20^ canto dell’Inferno.
Tiresia.
Nell’ottavo cerchio dell’Inferno, Malebolge. Virgilio dice a Dante: «Vedi Tiresia, che cambiò aspetto quando da maschio diventò femmina, mutandosi tutte quante le membra; e prima che avesse di nuovo la barba virile, poi, gli fu necessario percuotere di nuovo i due serpenti attorcigliati, con il bastone».
Figura sia della letteratura greca sia latina, Tiresia, posto dal poeta nella quarta bolgia di questo cerchio tra gli indovini, è prima un personaggio dell’Odissea, definito da Omero profeta glorioso, cieco e sapiente, nonché interprete delle vicende scabrose che interessarono la famiglia di Edipo, poi della Tebaide di Stazio, essendo il poeta latino a farlo assurgere a un ruolo ben più significativo. Nella sua opera, infatti, egli lo ritrasse con la fisionomia di aruspice in un episodio di evocazione infernale, puro horror, in tutti i sensi.

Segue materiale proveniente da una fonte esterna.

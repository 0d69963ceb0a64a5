//! 全局异常处理模块
//!
//! 分发过程中的所有失败（错误和 panic）都在内核边界被捕获，
//! 经由 [`ExceptionHandlerRegistry`] 转换为一个完整的错误响应。
//!
//! ## 错误分类
//!
//! 1. **配置错误** - 缺失的控制器、动作、中间件，或未确定的处理器（500）
//! 2. **验证错误** - 应用层返回的字段验证失败（400）
//! 3. **未处理错误** - 协作者失败或 panic（500）
//!
//! 404 / 405 是匹配结果，不属于错误。

use std::any::Any;
use std::panic::{self, AssertUnwindSafe};
use std::sync::Arc;

use http::StatusCode;
use serde::Serialize;
use serde_json::Value;
use thiserror::Error;
use waypoint_validator::ValidationError;

use crate::response::{Body, Response, JSON_CONTENT_TYPE};

/// 生产模式下 500 响应的通用消息
pub const GENERIC_ERROR_MESSAGE: &str = "An unexpected error occurred";

/// 请求处理阶段的错误
#[derive(Error, Debug)]
pub enum WebError {
    /// 路由配置错误 - 500 Internal Server Error
    #[error("Route configuration error: {0}")]
    Configuration(String),

    /// 验证失败 - 400 Bad Request
    #[error(transparent)]
    Validation(#[from] ValidationError),

    /// 未处理的失败 - 500 Internal Server Error
    #[error(transparent)]
    Unhandled(#[from] anyhow::Error),
}

impl WebError {
    pub fn configuration(message: impl Into<String>) -> Self {
        WebError::Configuration(message.into())
    }

    /// 获取错误对应的 HTTP 状态码
    pub fn status_code(&self) -> StatusCode {
        match self {
            WebError::Configuration(_) => StatusCode::INTERNAL_SERVER_ERROR,
            WebError::Validation(_) => StatusCode::BAD_REQUEST,
            WebError::Unhandled(_) => StatusCode::INTERNAL_SERVER_ERROR,
        }
    }

    /// 获取错误详情（用于 JSON 响应）
    pub fn details(&self) -> Option<Value> {
        match self {
            WebError::Validation(error) => serde_json::to_value(error.details()).ok(),
            _ => None,
        }
    }

    /// 将 `catch_unwind` 捕获的 panic 负载转换为未处理错误
    pub fn from_panic(payload: Box<dyn Any + Send>) -> Self {
        let message = if let Some(message) = payload.downcast_ref::<&str>() {
            (*message).to_string()
        } else if let Some(message) = payload.downcast_ref::<String>() {
            message.clone()
        } else {
            "non-string panic payload".to_string()
        };
        WebError::Unhandled(anyhow::anyhow!("handler panicked: {}", message))
    }
}

impl From<serde_json::Error> for WebError {
    fn from(error: serde_json::Error) -> Self {
        WebError::Unhandled(error.into())
    }
}

pub type WebResult<T> = Result<T, WebError>;

/// 标准错误响应格式
#[derive(Debug, Clone, Serialize)]
pub struct ErrorResponse {
    pub timestamp: String,
    pub status: u16,
    pub error: String,
    pub message: String,
    pub path: String,
    #[serde(skip_serializing_if = "Option::is_none")]
    pub trace: Option<String>,
    #[serde(skip_serializing_if = "Option::is_none")]
    pub details: Option<Value>,
}

impl ErrorResponse {
    pub fn new(status: StatusCode, message: impl Into<String>, path: impl Into<String>) -> Self {
        Self {
            timestamp: chrono::Utc::now().to_rfc3339(),
            status: status.as_u16(),
            error: status.canonical_reason().unwrap_or("Unknown Error").to_string(),
            message: message.into(),
            path: path.into(),
            trace: None,
            details: None,
        }
    }

    pub fn with_trace(mut self, trace: String) -> Self {
        self.trace = Some(trace);
        self
    }

    pub fn with_details(mut self, details: Value) -> Self {
        self.details = Some(details);
        self
    }

    /// 转换为 JSON 响应（错误响应总是新建，不沿用管道中的响应状态）
    pub fn into_response(self) -> Response {
        let status =
            StatusCode::from_u16(self.status).unwrap_or(StatusCode::INTERNAL_SERVER_ERROR);
        let mut response = Response::with_status(status);
        response.set_content_type(JSON_CONTENT_TYPE);
        match serde_json::to_value(&self) {
            Ok(body) => response.set_body(Body::Json(body)),
            Err(_) => response.write(self.message),
        };
        response
    }
}

/// 全局异常处理器
///
/// 实现此 trait 可以接管特定错误的响应格式，返回 `None` 时交给下一个处理器
pub trait ExceptionHandler: Send + Sync {
    fn name(&self) -> &str;

    /// 优先级，数字越小优先级越高
    fn priority(&self) -> i32 {
        100
    }

    /// 判断是否可以处理该错误
    fn can_handle(&self, error: &WebError) -> bool;

    fn handle_error(&self, error: &WebError, request_path: &str) -> Option<ErrorResponse>;
}

/// 异常处理器注册表
#[derive(Clone, Default)]
pub struct ExceptionHandlerRegistry {
    handlers: Vec<Arc<dyn ExceptionHandler>>,
    debug: bool,
}

impl ExceptionHandlerRegistry {
    pub fn new(debug: bool) -> Self {
        Self {
            handlers: Vec::new(),
            debug,
        }
    }

    pub fn register<H: ExceptionHandler + 'static>(&mut self, handler: H) {
        self.register_arc(Arc::new(handler));
    }

    pub fn register_arc(&mut self, handler: Arc<dyn ExceptionHandler>) {
        self.handlers.push(handler);
        self.handlers.sort_by_key(|h| h.priority());
    }

    pub fn set_debug(&mut self, debug: bool) {
        self.debug = debug;
    }

    pub fn len(&self) -> usize {
        self.handlers.len()
    }

    pub fn is_empty(&self) -> bool {
        self.handlers.is_empty()
    }

    /// 处理错误，返回标准化的错误响应
    ///
    /// 依次尝试已注册的处理器，都不处理时使用默认处理。
    /// 处理器 panic 时跳过该处理器。
    pub fn handle_error(&self, error: &WebError, request_path: &str) -> ErrorResponse {
        for handler in &self.handlers {
            let outcome = panic::catch_unwind(AssertUnwindSafe(|| {
                if handler.can_handle(error) {
                    handler.handle_error(error, request_path)
                } else {
                    None
                }
            }));
            match outcome {
                Ok(Some(response)) => {
                    tracing::debug!(
                        handler = handler.name(),
                        error = %error,
                        "Error handled by custom handler"
                    );
                    return response;
                }
                Ok(None) => {}
                Err(_) => tracing::error!(
                    handler = handler.name(),
                    path = request_path,
                    "Exception handler panicked, skipping it"
                ),
            }
        }

        self.default_error_response(error, request_path)
    }

    /// 默认错误响应；非调试模式下 500 只返回通用消息
    fn default_error_response(&self, error: &WebError, request_path: &str) -> ErrorResponse {
        let status = error.status_code();

        match error {
            WebError::Validation(validation) => {
                tracing::warn!(path = request_path, error = %validation, "Request validation failed");
                let response = ErrorResponse::new(status, validation.to_string(), request_path);
                match error.details() {
                    Some(details) => response.with_details(details),
                    None => response,
                }
            }
            WebError::Configuration(_) => {
                tracing::error!(path = request_path, error = %error, "Route configuration fault");
                let message = if self.debug {
                    error.to_string()
                } else {
                    GENERIC_ERROR_MESSAGE.to_string()
                };
                ErrorResponse::new(status, message, request_path)
            }
            WebError::Unhandled(cause) => {
                tracing::error!(path = request_path, error = ?cause, "Unhandled error");
                if self.debug {
                    ErrorResponse::new(status, cause.to_string(), request_path)
                        .with_trace(format!("{:?}", cause))
                } else {
                    ErrorResponse::new(status, GENERIC_ERROR_MESSAGE, request_path)
                }
            }
        }
    }
}

#[cfg(test)]
mod tests {
    use super::*;

    #[test]
    fn test_status_codes() {
        assert_eq!(
            WebError::configuration("missing").status_code(),
            StatusCode::INTERNAL_SERVER_ERROR
        );
        assert_eq!(
            WebError::from(ValidationError::field_error("name", "required")).status_code(),
            StatusCode::BAD_REQUEST
        );
        assert_eq!(
            WebError::from(anyhow::anyhow!("boom")).status_code(),
            StatusCode::INTERNAL_SERVER_ERROR
        );
    }

    #[test]
    fn test_validation_response_lists_fields() {
        let registry = ExceptionHandlerRegistry::new(false);
        let error = WebError::from(ValidationError::field_error("body", "malformed"));
        let response = registry.handle_error(&error, "/api");

        assert_eq!(response.status, 400);
        assert_eq!(response.error, "Bad Request");
        assert_eq!(
            response.details,
            Some(serde_json::json!({"errors": {"body": ["malformed"]}}))
        );
    }

    #[test]
    fn test_unhandled_hidden_in_production() {
        let error = WebError::from(anyhow::anyhow!("db down").context("loading user"));

        let production = ExceptionHandlerRegistry::new(false).handle_error(&error, "/u");
        assert_eq!(production.message, GENERIC_ERROR_MESSAGE);
        assert!(production.trace.is_none());

        let debug = ExceptionHandlerRegistry::new(true).handle_error(&error, "/u");
        assert_eq!(debug.message, "loading user");
        assert!(debug.trace.unwrap().contains("db down"));
    }

    #[test]
    fn test_configuration_detail_only_in_debug() {
        let error = WebError::configuration("controller 'users' is not registered");
        let production = ExceptionHandlerRegistry::new(false).handle_error(&error, "/");
        assert_eq!(production.message, GENERIC_ERROR_MESSAGE);

        let debug = ExceptionHandlerRegistry::new(true).handle_error(&error, "/");
        assert!(debug.message.contains("users"));
    }

    #[test]
    fn test_from_panic() {
        let payload = std::panic::catch_unwind(|| panic!("exploded")).unwrap_err();
        let error = WebError::from_panic(payload);
        assert!(error.to_string().contains("exploded"));
    }

    struct TeapotHandler;

    impl ExceptionHandler for TeapotHandler {
        fn name(&self) -> &str {
            "TeapotHandler"
        }

        fn can_handle(&self, error: &WebError) -> bool {
            matches!(error, WebError::Unhandled(_))
        }

        fn handle_error(&self, _error: &WebError, request_path: &str) -> Option<ErrorResponse> {
            Some(ErrorResponse::new(StatusCode::IM_A_TEAPOT, "short and stout", request_path))
        }
    }

    #[test]
    fn test_custom_handler_takes_precedence() {
        let mut registry = ExceptionHandlerRegistry::new(false);
        registry.register(TeapotHandler);

        let response = registry
            .handle_error(&WebError::from(anyhow::anyhow!("x")), "/tea")
            .into_response();
        assert_eq!(response.status(), StatusCode::IM_A_TEAPOT);
        assert_eq!(response.content_type(), JSON_CONTENT_TYPE);

        let validation = registry.handle_error(
            &WebError::from(ValidationError::new("nope")),
            "/tea",
        );
        assert_eq!(validation.status, 400);
    }

    struct PanickingHandler;

    impl ExceptionHandler for PanickingHandler {
        fn name(&self) -> &str {
            "PanickingHandler"
        }

        fn priority(&self) -> i32 {
            -10
        }

        fn can_handle(&self, _error: &WebError) -> bool {
            true
        }

        fn handle_error(&self, _error: &WebError, _request_path: &str) -> Option<ErrorResponse> {
            panic!("handler bug")
        }
    }

    #[test]
    fn test_panicking_handler_falls_through() {
        let mut registry = ExceptionHandlerRegistry::new(false);
        registry.register(PanickingHandler);
        registry.register(TeapotHandler);

        let teapot = registry.handle_error(&WebError::from(anyhow::anyhow!("x")), "/tea");
        assert_eq!(teapot.status, 418);

        let fallback = registry.handle_error(&WebError::configuration("missing"), "/tea");
        assert_eq!(fallback.status, 500);
        assert_eq!(fallback.message, GENERIC_ERROR_MESSAGE);
    }
}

Tornando al ritratto che ne fece Omero, la cecità e la facoltà divinatoria di Tiresia, secondo Ovidio nelle Metamorfosi, ebbero origine dal giudizio che egli diede in una diatriba fra Giove e Giunone su quale sesso provasse maggior piacere nell’atto d’amore.

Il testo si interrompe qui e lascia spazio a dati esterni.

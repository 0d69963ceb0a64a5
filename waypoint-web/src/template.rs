//! Tera 模板渲染器
//!
//! ```ignore
//! let renderer = TeraRenderer::from_environment(&env)?;
//! let services = Services::new().with_renderer(renderer);
//! ```

use serde_json::Value;
use tera::{Context, Tera};
use waypoint_core::{Environment, TEMPLATES_PATTERN};

use crate::services::TemplateRenderer;

pub const DEFAULT_TEMPLATE_PATTERN: &str = "templates/**/*";

/// 模板错误类型
#[derive(Debug, thiserror::Error)]
pub enum TemplateError {
    #[error("Failed to load templates from '{pattern}': {source}")]
    Load {
        pattern: String,
        #[source]
        source: tera::Error,
    },

    #[error("Failed to parse inline templates: {0}")]
    Parse(#[source] tera::Error),

    #[error("Template variables must be an object")]
    InvalidContext(#[source] tera::Error),
}

/// 基于 Tera 的模板渲染器
pub struct TeraRenderer {
    tera: Tera,
}

impl TeraRenderer {
    /// 按 glob 模式加载模板
    pub fn new(pattern: &str) -> Result<Self, TemplateError> {
        let tera = Tera::new(pattern).map_err(|source| TemplateError::Load {
            pattern: pattern.to_string(),
            source,
        })?;
        tracing::info!(
            pattern,
            templates = tera.get_template_names().count(),
            "Tera templates loaded"
        );
        Ok(Self { tera })
    }

    /// 从内存中的 (名称, 源码) 构建，用于测试以及未启用模板目录的部署
    pub fn from_raw_templates<I, N, C>(templates: I) -> Result<Self, TemplateError>
    where
        I: IntoIterator<Item = (N, C)>,
        N: AsRef<str>,
        C: AsRef<str>,
    {
        let mut tera = Tera::default();
        tera.add_raw_templates(templates)
            .map_err(TemplateError::Parse)?;
        Ok(Self { tera })
    }

    pub fn from_tera(tera: Tera) -> Self {
        Self { tera }
    }

    /// 从配置读取 `app.templates.pattern`
    pub fn from_environment(env: &Environment) -> Result<Self, TemplateError> {
        let pattern = env.get_string_or(TEMPLATES_PATTERN, DEFAULT_TEMPLATE_PATTERN);
        Self::new(&pattern)
    }
}

impl TemplateRenderer for TeraRenderer {
    fn render(&self, name: &str, variables: &Value) -> anyhow::Result<String> {
        let context = Context::from_value(variables.clone()).map_err(TemplateError::InvalidContext)?;
        let html = self.tera.render(name, &context)?;
        Ok(html)
    }
}
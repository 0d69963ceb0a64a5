//! # Waypoint Web
//!
//! 路由分组、模式匹配调度与中间件管道
//!
//! ## 核心组件
//!
//! - **路由与路由组** - 声明式的路由树，启动时展开为有序路由列表
//! - **调度器** - 编译路由模式，解析 (方法, 路径) 并提取命名参数
//! - **管道** - 全局 → 路由组 → 路由中间件，最后是终端处理器
//! - **内核** - 每个请求的匹配、分发和失败转换
//! - **宿主桥接** - 基于 Axum 的 HTTP 服务器
//!
//! ```ignore
//! use waypoint_web::prelude::*;
//!
//! let kernel = Kernel::builder()
//!     .route_config(RouteConfig::from_file("routes.toml")?)
//!     .registry(Registry::from_inventory())
//!     .services(Services::new().with_renderer(TeraRenderer::new("templates/**/*")?))
//!     .build()?;
//!
//! WebServer::new(kernel, ServerProperties::default()).run().await?;
//! ```

pub mod controller;
pub mod dispatcher;
pub mod exception_handler;
pub mod headers;
pub mod kernel;
pub mod method;
pub mod middleware;
pub mod pipeline;
pub mod registry;
pub mod request;
pub mod response;
pub mod route;
pub mod route_config;
pub mod server;
pub mod services;
pub mod template;

pub use inventory;

pub mod prelude {
    //! 预导入模块

    pub use crate::controller::Reply;
    pub use crate::dispatcher::{Match, RouteError, RouteTable};
    pub use crate::exception_handler::{
        ErrorResponse, ExceptionHandler, WebError, WebResult,
    };
    pub use crate::headers::Headers;
    pub use crate::kernel::{Kernel, KernelBuilder, KernelSettings};
    pub use crate::method::HttpMethod;
    pub use crate::middleware::{JsonBody, RequestId, RequestIdMiddleware, RequestLog, SessionStart};
    pub use crate::pipeline::{middleware_fn, terminal_fn, Exchange, Middleware, Next, Terminal};
    pub use crate::registry::{ControllerRegistration, MiddlewareRegistration, Registry};
    pub use crate::request::{Params, Request};
    pub use crate::response::{Body, Response, SentResponse};
    pub use crate::route::{flatten, Group, Handler, MiddlewareRef, Route};
    pub use crate::route_config::RouteConfig;
    pub use crate::server::{ServerProperties, WebServer};
    pub use crate::services::{
        MemorySessionStore, QueryExecutor, Row, Services, Session, SessionStore, TemplateRenderer,
    };
    pub use crate::template::TeraRenderer;

    pub use http::StatusCode;
    pub use waypoint_validator::{Validate, ValidationError, ValidationRules, Validator};
}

Egli, infatti, fu chiamato a deliberare come arbitro, in qualità di esperto, perché mutato in femmina per aver percosso con un bastone i due serpenti sopra citati, recuperando la natura originaria soltanto dopo sette anni, ripetendo lo stesso gesto. Tiresia diede ragione al re degli dèi, il quale lo ricompensò conferendogli il dono della profezia, mentre la dea, vendicandosi del verdetto a lei sfavorevole, lo rese cieco.